07 novembro 2004

FOLHETIM DE DOMINGO (em formato de blog)

por marinquieto

Capítulo VII


Saiu às 08 horas, quando o dia ainda resistia ao avanço da noite. Tinha decidido ir a pé. Pelos seus cálculos demoraria cerca de meia hora a chegar à rua onde morava Açucena. Já não conseguia aproveitar nem entreter mais o tempo em casa. Daria uma volta maior, aproveitaria para saber qual a moda para a próxima estação nas lojas das marcas internacionais que se instalaram na Rua das Acácias para venderem fatos de banho quando ainda nem sequer a Primavera se afirmou - o que acaba por ir ao encontro das nossas fantasias, mas casacos compridos quando ainda sentimos no corpo o calor do Verão ... E convinha contar com a possibilidade de o nº50 ficar na outra ponta da Rua do Paço. Mas o mais importante era que pôr-se a caminho encurtava o tempo de espera. Encarava este nervosismo, na sua idade, como capacidade de enfrentar com entusiasmo novos desafios, como um desejo de ser surpreendida. Três anos a ouvir histórias de que já nem o princípio era novidade, que escorriam como baba de bocas que tinham deixado de ter hálito, já tinham chegado.
Chegou junto do nº50 faltavam 10 minutos para as 9. Era um prédio com três andares, com direito e esquerdo, mas não lhe tinha sido indicado o andar nem o lado. Como iria sabê-lo? Foi até ao fundo da rua para fazer horas.

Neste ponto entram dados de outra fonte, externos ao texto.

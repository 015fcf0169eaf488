// Storage-backed credential index with a budgeted fallback scan

use crate::hashing::{constant_time_eq, hash_secure, is_secure_digest};
use crate::storage::{self, ListOptions, PutOptions, StorageBackend, StorageResult};
use chrono::{DateTime, Utc};
use serde::{Deserialize, Serialize};
use std::sync::Arc;

/// Key prefix for hash -> identity entries
pub const INDEX_PREFIX: &str = "index:key:";
/// Key prefix for provisioned user records
pub const USER_PREFIX: &str = "user:";

const SCAN_PAGE_SIZE: usize = 100;
const REBUILD_PAGE_SIZE: usize = 100;

pub fn index_key(key_hash: &str) -> String {
    format!("{}{}", INDEX_PREFIX, key_hash)
}

pub fn user_key(user_id: &str) -> String {
    format!("{}{}", USER_PREFIX, user_id)
}

/// Cached identity stored under the credential's secure hash
#[derive(Debug, Clone, PartialEq, Serialize, Deserialize)]
pub struct IndexEntry {
    pub user_id: String,
    pub is_admin: bool,
    pub debug_mode: bool,
    #[serde(default, skip_serializing_if = "Option::is_none")]
    pub name: Option<String>,
    #[serde(default, skip_serializing_if = "Option::is_none")]
    pub email: Option<String>,
    #[serde(default, skip_serializing_if = "Option::is_none")]
    pub created_by: Option<String>,
    pub created_at: DateTime<Utc>,
}

/// Provisioned user. This record, not the index, owns the privilege flags.
#[derive(Debug, Clone, PartialEq, Serialize, Deserialize)]
pub struct UserRecord {
    pub user_id: String,
    /// `hash_secure` of the user's credential
    #[serde(default)]
    pub key_hash: Option<String>,
    #[serde(default)]
    pub is_admin: bool,
    #[serde(default)]
    pub debug_mode: bool,
    #[serde(default, skip_serializing_if = "Option::is_none")]
    pub name: Option<String>,
    #[serde(default, skip_serializing_if = "Option::is_none")]
    pub email: Option<String>,
    #[serde(default, skip_serializing_if = "Option::is_none")]
    pub created_by: Option<String>,
    pub created_at: DateTime<Utc>,
}

impl From<&UserRecord> for IndexEntry {
    fn from(record: &UserRecord) -> Self {
        Self {
            user_id: record.user_id.clone(),
            is_admin: record.is_admin,
            debug_mode: record.debug_mode,
            name: record.name.clone(),
            email: record.email.clone(),
            created_by: record.created_by.clone(),
            created_at: record.created_at,
        }
    }
}

/// Attributes supplied when provisioning a credential
#[derive(Debug, Clone, Default)]
pub struct IndexMetadata {
    pub is_admin: bool,
    pub debug_mode: bool,
    pub name: Option<String>,
    pub email: Option<String>,
    pub created_by: Option<String>,
}

#[derive(Debug, Clone)]
pub struct ScanResult {
    pub entry: Option<IndexEntry>,
    pub records_examined: usize,
}

#[derive(Debug, Clone, Copy, Default, PartialEq, Eq)]
pub struct RebuildProgress {
    pub processed: usize,
    pub rebuilt: usize,
    pub skipped: usize,
}

pub type RebuildReport = RebuildProgress;

/// Storage-backed credential index.
///
/// Point lookups hit `index:key:<hash>`. When the index misses, [`scan`]
/// walks `user:` records under a record budget so a cold or damaged index
/// degrades to bounded work instead of an unbounded search.
///
/// [`scan`]: IdentityIndex::scan
pub struct IdentityIndex {
    storage: Arc<dyn StorageBackend>,
}

impl IdentityIndex {
    pub fn new(storage: Arc<dyn StorageBackend>) -> Self {
        Self { storage }
    }

    /// Index a credential. Replaces any existing entry wholesale.
    pub async fn put(
        &self,
        user_id: &str,
        credential: &str,
        metadata: IndexMetadata,
    ) -> StorageResult<IndexEntry> {
        let entry = IndexEntry {
            user_id: user_id.to_string(),
            is_admin: metadata.is_admin,
            debug_mode: metadata.debug_mode,
            name: metadata.name,
            email: metadata.email,
            created_by: metadata.created_by,
            created_at: Utc::now(),
        };
        self.store_hashed(&hash_secure(credential), &entry).await?;
        Ok(entry)
    }

    /// Write an entry for an already-hashed credential
    pub async fn store_hashed(&self, key_hash: &str, entry: &IndexEntry) -> StorageResult<()> {
        storage::store(
            self.storage.as_ref(),
            &index_key(key_hash),
            entry,
            PutOptions::default(),
        )
        .await
    }

    pub async fn remove(&self, credential: &str) -> StorageResult<()> {
        self.storage.delete(&index_key(&hash_secure(credential))).await
    }

    pub async fn lookup(&self, credential: &str) -> StorageResult<Option<IndexEntry>> {
        self.lookup_hashed(&hash_secure(credential)).await
    }

    pub async fn lookup_hashed(&self, key_hash: &str) -> StorageResult<Option<IndexEntry>> {
        storage::load(self.storage.as_ref(), &index_key(key_hash)).await
    }

    /// Linear search of user records, stopping at a match or after `budget`
    /// records have been examined.
    pub async fn scan(&self, credential: &str, budget: usize) -> StorageResult<ScanResult> {
        let target = hash_secure(credential);
        let mut examined = 0usize;
        let mut cursor = None;

        while examined < budget {
            let page_size = SCAN_PAGE_SIZE.min(budget - examined);
            let page = self
                .storage
                .list(USER_PREFIX, ListOptions::page(page_size, cursor))
                .await?;

            for key in &page.keys {
                examined += 1;
                if let Some(record) = self.load_user(key).await? {
                    let matched = record
                        .key_hash
                        .as_deref()
                        .is_some_and(|stored| constant_time_eq(stored, &target));
                    if matched {
                        return Ok(ScanResult {
                            entry: Some(IndexEntry::from(&record)),
                            records_examined: examined,
                        });
                    }
                }
                if examined >= budget {
                    break;
                }
            }

            if page.complete {
                break;
            }
            cursor = page.cursor;
        }

        Ok(ScanResult {
            entry: None,
            records_examined: examined,
        })
    }

    /// Regenerate every index entry from the stored user records.
    ///
    /// Maintenance only: this reads the whole user key space.
    pub async fn rebuild_all(
        &self,
        mut on_progress: Option<&mut (dyn FnMut(RebuildProgress) + Send)>,
    ) -> StorageResult<RebuildReport> {
        let mut progress = RebuildProgress::default();
        let mut cursor = None;

        loop {
            let page = self
                .storage
                .list(USER_PREFIX, ListOptions::page(REBUILD_PAGE_SIZE, cursor))
                .await?;

            for key in &page.keys {
                progress.processed += 1;
                let record = match self.load_user(key).await? {
                    Some(record) => record,
                    None => {
                        progress.skipped += 1;
                        continue;
                    }
                };
                match record.key_hash.as_deref() {
                    Some(hash) if is_secure_digest(hash) => {
                        self.store_hashed(hash, &IndexEntry::from(&record)).await?;
                        progress.rebuilt += 1;
                    }
                    _ => {
                        tracing::warn!("User {} has no usable key hash, skipping", record.user_id);
                        progress.skipped += 1;
                    }
                }
            }

            if let Some(callback) = on_progress.as_deref_mut() {
                callback(progress);
            }

            if page.complete {
                break;
            }
            cursor = page.cursor;
        }

        tracing::info!(
            "Index rebuild finished: {} processed, {} rebuilt, {} skipped",
            progress.processed,
            progress.rebuilt,
            progress.skipped
        );
        Ok(progress)
    }

    /// Create or replace a user record and its index entry
    pub async fn provision(
        &self,
        user_id: &str,
        credential: &str,
        metadata: IndexMetadata,
    ) -> StorageResult<UserRecord> {
        let record = UserRecord {
            user_id: user_id.to_string(),
            key_hash: Some(hash_secure(credential)),
            is_admin: metadata.is_admin,
            debug_mode: metadata.debug_mode,
            name: metadata.name,
            email: metadata.email,
            created_by: metadata.created_by,
            created_at: Utc::now(),
        };

        storage::store(
            self.storage.as_ref(),
            &user_key(user_id),
            &record,
            PutOptions::default(),
        )
        .await?;
        if let Some(hash) = record.key_hash.as_deref() {
            self.store_hashed(hash, &IndexEntry::from(&record)).await?;
        }

        tracing::info!("Provisioned user {}", user_id);
        Ok(record)
    }

    /// Delete a user record and its index entry. Idempotent.
    pub async fn revoke(&self, user_id: &str, credential: &str) -> StorageResult<()> {
        self.remove(credential).await?;
        self.storage.delete(&user_key(user_id)).await?;
        tracing::info!("Revoked user {}", user_id);
        Ok(())
    }

    async fn load_user(&self, key: &str) -> StorageResult<Option<UserRecord>> {
        let Some(value) = self.storage.get(key).await? else {
            return Ok(None);
        };
        match serde_json::from_value(value) {
            Ok(record) => Ok(Some(record)),
            Err(e) => {
                tracing::debug!("Skipping malformed user record {}: {}", key, e);
                Ok(None)
            }
        }
    }
}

Os carros abrandavam ao vê-la passear sem destino numa rua de habitação daquela classe média que aspira a ser o metro-padrão social, média mesmo, que não era passagem para lado nenhum, cujos condutores, chegados do emprego à procura de lugar para estacionar, marcavam o território esticando o pescoço e rodando com altivez a cabeça na sua direcção, mas sem a elegância das girafas. O que noutras circunstâncias até a teria divertido, naquele momento fê-la sentir-se só. Eram 9 horas. As campainhas situadas em bateria do lado direito da porta não tinham a identificação dos residentes, que, no entanto, se permitiam espreitar os transeuntes a partir de casa. Escolheu o andar do meio por lhe parecer ser a opção mais equilibrada num prédio sem elevador e, para compensar, o lado esquerdo por ser o sentido inverso à rotação dos ponteiros do relógio. Tocou.
- Está?
- Mas eu conheço-a!?
- É Açucena?
- Sou! Mas eu conheço-a!?
- Sou Ângela Novais. Lembra-se que combinámos vir hoje a sua casa, às 9 horas?
- Sim, sim ... suba.
Quando chegou ao átrio do segundo andar já a porta do 2º esqº estava aberta.
- Mas eu também a conheço ... Não sabe como tenho pensado que gostava de voltar a falar consigo.
- Que coincidência!
- Depois da conversa que tivemos naquela esplanada junto ao mar, ser a minha primeira cliente, desculpe lá!, é antes uma ironia.